**Dataset records**

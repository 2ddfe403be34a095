//! Platform-aware data storage directory management
//!
//! ## Platform Paths
//!
//! | Type | Windows | macOS | Linux |
//! |------|---------|-------|-------|
//! | Data | `%APPDATA%\IM\` | `~/Library/Application Support/IM/` | `$XDG_DATA_HOME/im/` |

use std::path::{Path, PathBuf};

use anyhow::{Context, Result};
use directories::ProjectDirs;

use super::config::AppConfig;
use super::constants::{APP_DOT_FOLDER, APP_NAME, ENV_DATA_DIR, SQLITE_DB_FILENAME};
use crate::utils::file::expand_path;

/// Data subdirectories
#[derive(Debug, Clone, Copy, PartialEq, Eq)]
pub enum DataSubdir {
    Sqlite,
    Debug,
}

impl DataSubdir {
    pub const fn as_str(&self) -> &'static str {
        match self {
            DataSubdir::Sqlite => "sqlite",
            DataSubdir::Debug => "debug",
        }
    }

    /// Subdirectories that are always created. Debug only exists in debug mode.
    pub const fn all() -> &'static [DataSubdir] {
        &[DataSubdir::Sqlite]
    }
}

/// Application storage manager
#[derive(Debug, Clone)]
pub struct AppStorage {
    data_dir: PathBuf,
}

impl AppStorage {
    /// Initialize storage with platform-appropriate data directory
    pub async fn init(config: &AppConfig) -> Result<Self> {
        let data_dir = Self::resolve_data_dir();

        // Create directories first (canonicalize requires path to exist)
        Self::ensure_directories(&data_dir, config.debug).await?;

        let data_dir = data_dir.canonicalize().unwrap_or(data_dir);

        tracing::debug!(data_dir = %data_dir.display(), "Storage initialized");

        if config.debug {
            let debug_path = data_dir.join(DataSubdir::Debug.as_str());
            tracing::warn!(path = %debug_path.display(), "Debug mode enabled");
        }

        Ok(Self { data_dir })
    }

    /// Resolve data directory from env var or platform default
    pub fn resolve_data_dir() -> PathBuf {
        if let Ok(dir) = std::env::var(ENV_DATA_DIR) {
            return expand_path(&dir);
        }

        if let Some(proj_dirs) = ProjectDirs::from("", "", APP_NAME) {
            return proj_dirs.data_dir().to_path_buf();
        }

        // Fallback to local .im
        let cwd = std::env::current_dir().unwrap_or_else(|_| PathBuf::from("."));
        cwd.join(APP_DOT_FOLDER)
    }

    async fn ensure_directories(data_dir: &Path, debug: bool) -> Result<()> {
        tokio::fs::create_dir_all(data_dir)
            .await
            .with_context(|| format!("Failed to create data directory: {}", data_dir.display()))?;

        let extra = debug.then_some(DataSubdir::Debug);
        for subdir in DataSubdir::all().iter().copied().chain(extra) {
            let path = data_dir.join(subdir.as_str());
            tokio::fs::create_dir_all(&path).await.with_context(|| {
                format!(
                    "Failed to create {} directory: {}",
                    subdir.as_str(),
                    path.display()
                )
            })?;
        }

        Ok(())
    }

    pub fn data_dir(&self) -> &Path {
        &self.data_dir
    }

    /// Get path to a subdirectory (canonicalized)
    pub fn subdir(&self, subdir: DataSubdir) -> PathBuf {
        let path = self.data_dir.join(subdir.as_str());
        path.canonicalize().unwrap_or(path)
    }

    /// Database file: the configured path, else `sqlite/im.db` under the data dir
    pub fn database_path(&self, configured: Option<&Path>) -> PathBuf {
        match configured {
            Some(path) => path.to_path_buf(),
            None => self.subdir(DataSubdir::Sqlite).join(SQLITE_DB_FILENAME),
        }
    }

    /// Create AppStorage for testing with a specific data directory
    #[cfg(test)]
    pub fn init_for_test(data_dir: PathBuf) -> Self {
        Self { data_dir }
    }
}

#[cfg(test)]
mod tests {
    use super::*;

    #[test]
    fn test_data_subdir_as_str() {
        assert_eq!(DataSubdir::Sqlite.as_str(), "sqlite");
        assert_eq!(DataSubdir::Debug.as_str(), "debug");
    }

    #[test]
    fn test_data_subdir_all_excludes_debug() {
        let all = DataSubdir::all();
        assert_eq!(all, &[DataSubdir::Sqlite]);
    }

    #[test]
    fn test_database_path() {
        let dir = tempfile::tempdir().unwrap();
        let storage = AppStorage::init_for_test(dir.path().to_path_buf());

        let default = storage.database_path(None);
        assert!(default.ends_with("sqlite/im.db"));

        let custom = PathBuf::from("/tmp/custom.db");
        assert_eq!(storage.database_path(Some(&custom)), custom);
    }

    #[tokio::test]
    async fn test_ensure_directories() {
        let dir = tempfile::tempdir().unwrap();
        AppStorage::ensure_directories(dir.path(), true).await.unwrap();
        assert!(dir.path().join("sqlite").is_dir());
        assert!(dir.path().join("debug").is_dir());

        let plain = tempfile::tempdir().unwrap();
        AppStorage::ensure_directories(plain.path(), false).await.unwrap();
        assert!(plain.path().join("sqlite").is_dir());
        assert!(!plain.path().join("debug").exists());
    }

    #[test]
    fn test_resolve_data_dir_fallback() {
        // SAFETY: Test runs single-threaded, no concurrent access to env var
        unsafe { std::env::remove_var(ENV_DATA_DIR) };
        let path = AppStorage::resolve_data_dir();
        assert!(!path.as_os_str().is_empty());
    }
}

**Goal of the exercise**
Search the entries for the word "display", then list each line that holds it.

**Task answer**
        tracing::debug!(data_dir = %data_dir.display(), "Storage initialized");
            tracing::warn!(path = %debug_path.display(), "Debug mode enabled");
            .with_context(|| format!("Failed to create data directory: {}", data_dir.display()))?;
                    path.display()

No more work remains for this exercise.